#### Work task:
Lines from the listing below that contain the string "broken" are to be reported.

#### Records shown:
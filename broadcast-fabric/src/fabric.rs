use crate::events::UpdateEvent;
use crate::inbox::{Inbox, Subscription};
use chrono::{DateTime, Duration as ChronoDuration, Utc};
use serde::{Deserialize, Serialize};
use std::collections::{HashMap, VecDeque};
use std::sync::Arc;
use tokio::sync::{Mutex, RwLock};
use tracing::{debug, info, warn};
use uuid::Uuid;

/// Fabric tuning, read once at startup
#[derive(Debug, Clone, Serialize, Deserialize)]
pub struct BroadcastConfig {
    /// Replay buffer length per diagnosis
    pub replay_queue_size: usize,
    /// Replay entry lifetime
    pub replay_ttl_hours: i64,
    /// Subscriber inbox capacity
    pub inbox_capacity: usize,
    /// Transport drain deadline per subscriber
    pub subscriber_send_timeout_s: u64,
}

impl Default for BroadcastConfig {
    fn default() -> Self {
        Self {
            replay_queue_size: 100,
            replay_ttl_hours: 24,
            inbox_capacity: 64,
            subscriber_send_timeout_s: 5,
        }
    }
}

struct ReplayEntry {
    event: UpdateEvent,
    queued_at: DateTime<Utc>,
}

struct SubscriberHandle {
    subscriber_id: Uuid,
    inbox: Arc<Inbox>,
}

#[derive(Default)]
struct Topic {
    subscribers: Vec<SubscriberHandle>,
    replay: VecDeque<ReplayEntry>,
}

/// Per-diagnosis topic bus with offline replay
///
/// The topic table lock is held only for roster edits and replay appends;
/// fan-out iterates a snapshot of the roster without holding any lock
/// during inbox pushes.
pub struct BroadcastFabric {
    topics: RwLock<HashMap<Uuid, Arc<Mutex<Topic>>>>,
    config: BroadcastConfig,
}

impl BroadcastFabric {
    pub fn new(config: BroadcastConfig) -> Self {
        Self {
            topics: RwLock::new(HashMap::new()),
            config,
        }
    }

    pub fn config(&self) -> &BroadcastConfig {
        &self.config
    }

    /// Subscribe to a diagnosis topic
    ///
    /// The new inbox receives a connect marker, then every live (unexpired)
    /// replay event in publication order, then live events. The replay
    /// queue is cleared by this first flush; a later subscriber starts from
    /// live events only.
    pub async fn subscribe(&self, diagnosis_id: Uuid, subscriber_id: Uuid) -> Subscription {
        let topic = self.topic(diagnosis_id).await;
        let inbox = Arc::new(Inbox::new(self.config.inbox_capacity));

        let mut guard = topic.lock().await;

        let _ = inbox.push(UpdateEvent::connect(diagnosis_id, subscriber_id));

        let cutoff = Utc::now() - ChronoDuration::hours(self.config.replay_ttl_hours);
        let mut replayed = 0usize;
        for entry in guard.replay.drain(..) {
            if entry.queued_at >= cutoff {
                let _ = inbox.push(entry.event);
                replayed += 1;
            }
        }

        guard.subscribers.push(SubscriberHandle {
            subscriber_id,
            inbox: inbox.clone(),
        });

        info!(
            diagnosis_id = %diagnosis_id,
            subscriber_id = %subscriber_id,
            replayed = replayed,
            subscribers = guard.subscribers.len(),
            "subscriber joined"
        );

        Subscription {
            diagnosis_id,
            subscriber_id,
            inbox,
        }
    }

    /// Remove a subscriber and drop its undelivered events
    pub async fn unsubscribe(&self, subscription: &Subscription) {
        let topic = self.topic(subscription.diagnosis_id).await;
        let mut guard = topic.lock().await;
        guard
            .subscribers
            .retain(|handle| handle.subscriber_id != subscription.subscriber_id);
        subscription.inbox.close();

        debug!(
            diagnosis_id = %subscription.diagnosis_id,
            subscriber_id = %subscription.subscriber_id,
            "subscriber left"
        );
    }

    /// Fan an event out to the topic's current subscribers, or queue it for
    /// replay when nobody is connected. Returns the number of inboxes that
    /// accepted the event.
    pub async fn publish(&self, diagnosis_id: Uuid, event: UpdateEvent) -> usize {
        let topic = self.topic(diagnosis_id).await;

        // Roster snapshot under the topic lock; deliveries happen outside it
        let roster: Vec<(Uuid, Arc<Inbox>)> = {
            let mut guard = topic.lock().await;

            if guard.subscribers.is_empty() {
                let cutoff = Utc::now() - ChronoDuration::hours(self.config.replay_ttl_hours);
                guard.replay.retain(|entry| entry.queued_at >= cutoff);
                if guard.replay.len() == self.config.replay_queue_size {
                    guard.replay.pop_front();
                }
                guard.replay.push_back(ReplayEntry {
                    event,
                    queued_at: Utc::now(),
                });
                return 0;
            }

            guard
                .subscribers
                .iter()
                .map(|handle| (handle.subscriber_id, handle.inbox.clone()))
                .collect()
        };

        let mut delivered = 0usize;
        let mut dead: Vec<Uuid> = Vec::new();
        for (subscriber_id, inbox) in roster {
            match inbox.push(event.clone()) {
                Ok(()) => delivered += 1,
                Err(err) => {
                    // Recovered locally: the failing subscriber is dropped,
                    // everyone else is unaffected
                    warn!(
                        diagnosis_id = %diagnosis_id,
                        subscriber_id = %subscriber_id,
                        error = %err,
                        "delivery failed; disconnecting subscriber"
                    );
                    dead.push(subscriber_id);
                }
            }
        }

        if !dead.is_empty() {
            let mut guard = topic.lock().await;
            guard
                .subscribers
                .retain(|handle| !dead.contains(&handle.subscriber_id));
        }

        delivered
    }

    /// Current subscriber count for a diagnosis
    pub async fn subscriber_count(&self, diagnosis_id: Uuid) -> usize {
        let topics = self.topics.read().await;
        match topics.get(&diagnosis_id) {
            Some(topic) => topic.lock().await.subscribers.len(),
            None => 0,
        }
    }

    /// Queued replay events for a diagnosis
    pub async fn replay_len(&self, diagnosis_id: Uuid) -> usize {
        let topics = self.topics.read().await;
        match topics.get(&diagnosis_id) {
            Some(topic) => topic.lock().await.replay.len(),
            None => 0,
        }
    }

    async fn topic(&self, diagnosis_id: Uuid) -> Arc<Mutex<Topic>> {
        {
            let topics = self.topics.read().await;
            if let Some(topic) = topics.get(&diagnosis_id) {
                return topic.clone();
            }
        }
        let mut topics = self.topics.write().await;
        topics
            .entry(diagnosis_id)
            .or_insert_with(|| Arc::new(Mutex::new(Topic::default())))
            .clone()
    }
}

impl Default for BroadcastFabric {
    fn default() -> Self {
        Self::new(BroadcastConfig::default())
    }
}

#[cfg(test)]
mod tests {
    use super::*;
    use crate::events::EventKind;

    fn numbered_event(diagnosis_id: Uuid, n: u8) -> UpdateEvent {
        UpdateEvent::feedback_update(diagnosis_id, Uuid::new_v4(), n, None)
    }

    async fn drain_live(subscription: &Subscription, count: usize) -> Vec<UpdateEvent> {
        let mut events = Vec::new();
        while events.len() < count {
            let event = subscription.recv().await.expect("stream ended early");
            if event.kind != EventKind::Connect {
                events.push(event);
            }
        }
        events
    }

    #[tokio::test]
    async fn all_subscribers_see_publications_in_order() {
        let fabric = BroadcastFabric::default();
        let diagnosis = Uuid::new_v4();

        let subs = vec![
            fabric.subscribe(diagnosis, Uuid::new_v4()).await,
            fabric.subscribe(diagnosis, Uuid::new_v4()).await,
            fabric.subscribe(diagnosis, Uuid::new_v4()).await,
        ];

        for n in 1..=3 {
            let delivered = fabric.publish(diagnosis, numbered_event(diagnosis, n)).await;
            assert_eq!(delivered, 3);
        }

        for sub in &subs {
            let events = drain_live(sub, 3).await;
            let ratings: Vec<u64> = events
                .iter()
                .map(|e| e.data["rating"].as_u64().unwrap())
                .collect();
            assert_eq!(ratings, vec![1, 2, 3]);
        }
    }

    #[tokio::test]
    async fn offline_publishes_replay_to_first_subscriber_only() {
        let fabric = BroadcastFabric::new(BroadcastConfig {
            replay_queue_size: 100,
            inbox_capacity: 128,
            ..Default::default()
        });
        let diagnosis = Uuid::new_v4();

        for n in 0..150 {
            fabric
                .publish(diagnosis, numbered_event(diagnosis, (n % 5) as u8 + 1))
                .await;
        }
        assert_eq!(fabric.replay_len(diagnosis).await, 100);

        let first = fabric.subscribe(diagnosis, Uuid::new_v4()).await;
        // Connect marker plus exactly the retained 100
        let replayed = drain_live(&first, 100).await;
        assert_eq!(replayed.len(), 100);
        assert_eq!(fabric.replay_len(diagnosis).await, 0);

        // A second subscriber gets live events only
        let second = fabric.subscribe(diagnosis, Uuid::new_v4()).await;
        fabric.publish(diagnosis, numbered_event(diagnosis, 5)).await;
        let live = drain_live(&second, 1).await;
        assert_eq!(live.len(), 1);
        assert!(second.inbox.is_empty());
    }

    #[tokio::test]
    async fn replay_capacity_evicts_oldest() {
        let fabric = BroadcastFabric::new(BroadcastConfig {
            replay_queue_size: 3,
            ..Default::default()
        });
        let diagnosis = Uuid::new_v4();

        for n in 1..=5 {
            fabric.publish(diagnosis, numbered_event(diagnosis, n)).await;
        }
        assert_eq!(fabric.replay_len(diagnosis).await, 3);

        let sub = fabric.subscribe(diagnosis, Uuid::new_v4()).await;
        let events = drain_live(&sub, 3).await;
        let ratings: Vec<u64> = events
            .iter()
            .map(|e| e.data["rating"].as_u64().unwrap())
            .collect();
        assert_eq!(ratings, vec![3, 4, 5]);
    }

    #[tokio::test]
    async fn expired_replay_entries_are_not_delivered() {
        let fabric = BroadcastFabric::new(BroadcastConfig {
            replay_ttl_hours: 0,
            ..Default::default()
        });
        let diagnosis = Uuid::new_v4();

        fabric.publish(diagnosis, numbered_event(diagnosis, 1)).await;
        let sub = fabric.subscribe(diagnosis, Uuid::new_v4()).await;

        // Only the connect marker arrives
        let first = sub.recv().await.unwrap();
        assert_eq!(first.kind, EventKind::Connect);
        assert!(sub.inbox.is_empty());
    }

    #[tokio::test]
    async fn unsubscribe_isolates_other_subscribers() {
        let fabric = BroadcastFabric::default();
        let diagnosis = Uuid::new_v4();

        let leaving = fabric.subscribe(diagnosis, Uuid::new_v4()).await;
        let staying = fabric.subscribe(diagnosis, Uuid::new_v4()).await;

        fabric.unsubscribe(&leaving).await;
        assert_eq!(fabric.subscriber_count(diagnosis).await, 1);

        let delivered = fabric.publish(diagnosis, numbered_event(diagnosis, 4)).await;
        assert_eq!(delivered, 1);
        let events = drain_live(&staying, 1).await;
        assert_eq!(events[0].data["rating"], 4);
        assert!(leaving.recv().await.is_none());
    }

    #[tokio::test]
    async fn closed_inbox_disconnects_only_that_subscriber() {
        let fabric = BroadcastFabric::default();
        let diagnosis = Uuid::new_v4();

        let broken = fabric.subscribe(diagnosis, Uuid::new_v4()).await;
        let healthy = fabric.subscribe(diagnosis, Uuid::new_v4()).await;

        // Simulate a dead transport without unsubscribing
        broken.inbox.close();

        let delivered = fabric.publish(diagnosis, numbered_event(diagnosis, 2)).await;
        assert_eq!(delivered, 1);
        assert_eq!(fabric.subscriber_count(diagnosis).await, 1);

        let events = drain_live(&healthy, 1).await;
        assert_eq!(events[0].data["rating"], 2);
    }

    #[tokio::test]
    async fn topics_are_isolated() {
        let fabric = BroadcastFabric::default();
        let d1 = Uuid::new_v4();
        let d2 = Uuid::new_v4();

        let sub1 = fabric.subscribe(d1, Uuid::new_v4()).await;
        let _sub2 = fabric.subscribe(d2, Uuid::new_v4()).await;

        fabric.publish(d1, numbered_event(d1, 3)).await;
        assert_eq!(_sub2.pending(), 1); // connect marker only
        let events = drain_live(&sub1, 1).await;
        assert_eq!(events[0].diagnosis_id, d1);
    }
}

#### Written response:
        let broken = fabric.subscribe(diagnosis, Uuid::new_v4()).await;
        broken.inbox.close();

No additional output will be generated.